Not true, actually. The Constitution allows states to apportion their electoral votes however they want. Almost all of them happen to use the winner take all system, but there's nothing implicit about how the Electoral College is "supposed to work".
To apportion the electoral votes of any State in a way that distorts the percentage of the votes in a Federal election would be a violation of the Civil Rights Act of 1964. "Winner-take-all" remains the least-messy way to assign electoral votes.
Thank god. Though the level of support it actually has is scary enough. Having a state as big and gerrymandered as Michigan operate like Maine or Nebraska in Presidential elections undermines democracy itself.

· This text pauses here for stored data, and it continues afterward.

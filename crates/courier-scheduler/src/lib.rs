//! # Courier Scheduler
//!
//! Deferred delivery of postponed messages.
//!
//! A message created with a `postponed_at` instant is held back until that
//! instant and then handed to the [`Notifier`](courier_protocols::Notifier)
//! exactly once. The scheduler keeps one in-memory job per message and
//! rebuilds that table from the store on every start.
//!
//! ## Key Components
//!
//! - [`JobRegistry`]: message id to pending timer, guarded by a mutex
//! - [`TimerEngine`] / [`TokioTimerEngine`]: one-shot timers with pre-fire cancellation
//! - [`Scheduler`]: schedule/cancel, fire-time delivery, recovery, cascades
//!
//! ## Flow
//!
//! ```text
//! schedule_message(id, at) ──► registry[id] = timer ──► timer fires at `at`
//!                                                        │
//!            claim registry[id] ◄────────────────────────┘
//!            reload message ─► clear postponed_at ─► Notifier::deliver(owner, message)
//!
//! cancel_message_schedule(id) ──► remove registry[id] ──► cancel timer
//! ```
//!
//! Whichever of "fire" and "cancel" removes the registry entry first wins;
//! the other observes an absent entry and does nothing.

mod cascade;
mod delivery;
pub mod error;
pub mod recovery;
pub mod registry;
pub mod scheduler;
pub mod stats;
pub mod timer;

#[cfg(test)]
mod test_support;

pub use error::{ScheduleError, TimerError};
pub use recovery::RecoveryReport;
pub use registry::JobRegistry;
pub use scheduler::Scheduler;
pub use stats::{SchedulerStats, SchedulerStatsSnapshot};
pub use timer::{JobId, TimerEngine, TimerHandle, TimerTask, TokioTimerEngine};
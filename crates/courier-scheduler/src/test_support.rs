//! Fakes shared by the scheduler's unit tests.

use std::sync::atomic::{AtomicBool, Ordering};
use std::sync::Arc;

use async_trait::async_trait;
use chrono::{DateTime, Utc};
use parking_lot::Mutex;

use courier_protocols::{
    Application, ApplicationId, Message, MessageId, MessageStore, NewMessage, Notifier, StoreError,
    UserId,
};
use courier_store::MemoryMessageStore;

use crate::scheduler::Scheduler;
use crate::timer::TokioTimerEngine;

pub const OWNER: UserId = UserId(7);
pub const APP: ApplicationId = ApplicationId(1);

/// Notifier that records every delivery.
#[derive(Default)]
pub struct RecordingNotifier {
    deliveries: Mutex<Vec<(UserId, Message)>>,
}

impl RecordingNotifier {
    pub fn deliveries(&self) -> Vec<(UserId, Message)> {
        self.deliveries.lock().clone()
    }

    pub fn count_for(&self, id: MessageId) -> usize {
        self.deliveries.lock().iter().filter(|(_, m)| m.id == id).count()
    }
}

#[async_trait]
impl Notifier for RecordingNotifier {
    async fn deliver(&self, owner: UserId, message: Message) {
        self.deliveries.lock().push((owner, message));
    }
}

/// Store wrapper whose reads and writes can be made to fail.
pub struct FailingStore {
    inner: Arc<MemoryMessageStore>,
    pub fail_get: AtomicBool,
    pub fail_clear: AtomicBool,
    pub fail_list: AtomicBool,
}

impl FailingStore {
    pub fn new(inner: Arc<MemoryMessageStore>) -> Self {
        Self {
            inner,
            fail_get: AtomicBool::new(false),
            fail_clear: AtomicBool::new(false),
            fail_list: AtomicBool::new(false),
        }
    }

    fn check(flag: &AtomicBool) -> Result<(), StoreError> {
        if flag.load(Ordering::SeqCst) {
            Err(StoreError::ConnectionError("injected failure".to_string()))
        } else {
            Ok(())
        }
    }
}

#[async_trait]
impl MessageStore for FailingStore {
    async fn get(&self, id: MessageId) -> Result<Option<Message>, StoreError> {
        Self::check(&self.fail_get)?;
        self.inner.get(id).await
    }

    async fn list_due_at_or_after(&self, instant: DateTime<Utc>) -> Result<Vec<Message>, StoreError> {
        Self::check(&self.fail_list)?;
        self.inner.list_due_at_or_after(instant).await
    }

    async fn count_overdue(&self, instant: DateTime<Utc>) -> Result<u64, StoreError> {
        self.inner.count_overdue(instant).await
    }

    async fn list_by_application(&self, application_id: ApplicationId) -> Result<Vec<Message>, StoreError> {
        Self::check(&self.fail_list)?;
        self.inner.list_by_application(application_id).await
    }

    async fn set_postponement(
        &self,
        id: MessageId,
        postponed_at: Option<DateTime<Utc>>,
    ) -> Result<(), StoreError> {
        Self::check(&self.fail_clear)?;
        self.inner.set_postponement(id, postponed_at).await
    }

    async fn create(
        &self,
        application_id: ApplicationId,
        message: NewMessage,
        date: DateTime<Utc>,
    ) -> Result<Message, StoreError> {
        self.inner.create(application_id, message, date).await
    }

    async fn delete(&self, id: MessageId) -> Result<(), StoreError> {
        self.inner.delete(id).await
    }

    async fn delete_by_application(&self, application_id: ApplicationId) -> Result<u64, StoreError> {
        self.inner.delete_by_application(application_id).await
    }
}

/// A scheduler over a memory store holding application [`APP`] owned by [`OWNER`].
pub struct Fixture {
    pub scheduler: Scheduler,
    pub store: Arc<MemoryMessageStore>,
    pub notifier: Arc<RecordingNotifier>,
}

impl Fixture {
    pub async fn new() -> Self {
        let store = Arc::new(MemoryMessageStore::new());
        store.add_application(Application::new(APP, OWNER, "backups")).await;
        Self::with_store(store.clone(), store)
    }

    /// Build the scheduler around `messages`, using `directory` for owners.
    pub fn with_store(
        directory: Arc<MemoryMessageStore>,
        messages: Arc<dyn MessageStore>,
    ) -> Self {
        let notifier = Arc::new(RecordingNotifier::default());
        let scheduler = Scheduler::new(
            messages,
            directory.clone(),
            notifier.clone(),
            Arc::new(TokioTimerEngine::default()),
        );
        Self {
            scheduler,
            store: directory,
            notifier,
        }
    }

    /// Persist a message postponed until `at`.
    pub async fn postponed(&self, app: ApplicationId, at: DateTime<Utc>) -> Message {
        self.store
            .create(app, NewMessage::new("body").with_title("t").postponed_until(at), Utc::now())
            .await
            .unwrap()
    }
}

Because the two Congressional districts of Maine are similar it is unlikely that the shapes of districts would be the difference between a split of the state's electoral vote and the winner of the plurality getting all four electoral votes. In Nebraska, one of the districts is Greater Omaha, which is very different from the rest of the state... and the Third District is the last electoral vote that any Democrat could ever get.
Michigan is so gerrymandered that Grand Rapids, Kalamazoo, and Lansing are represented by Republicans. Draw the lines differently, and a district that stretches from Grand Rapids to Lansing would be majority-D; one that stretches from Kalamazoo through Battle Creek to East Lansing would also be majority-D.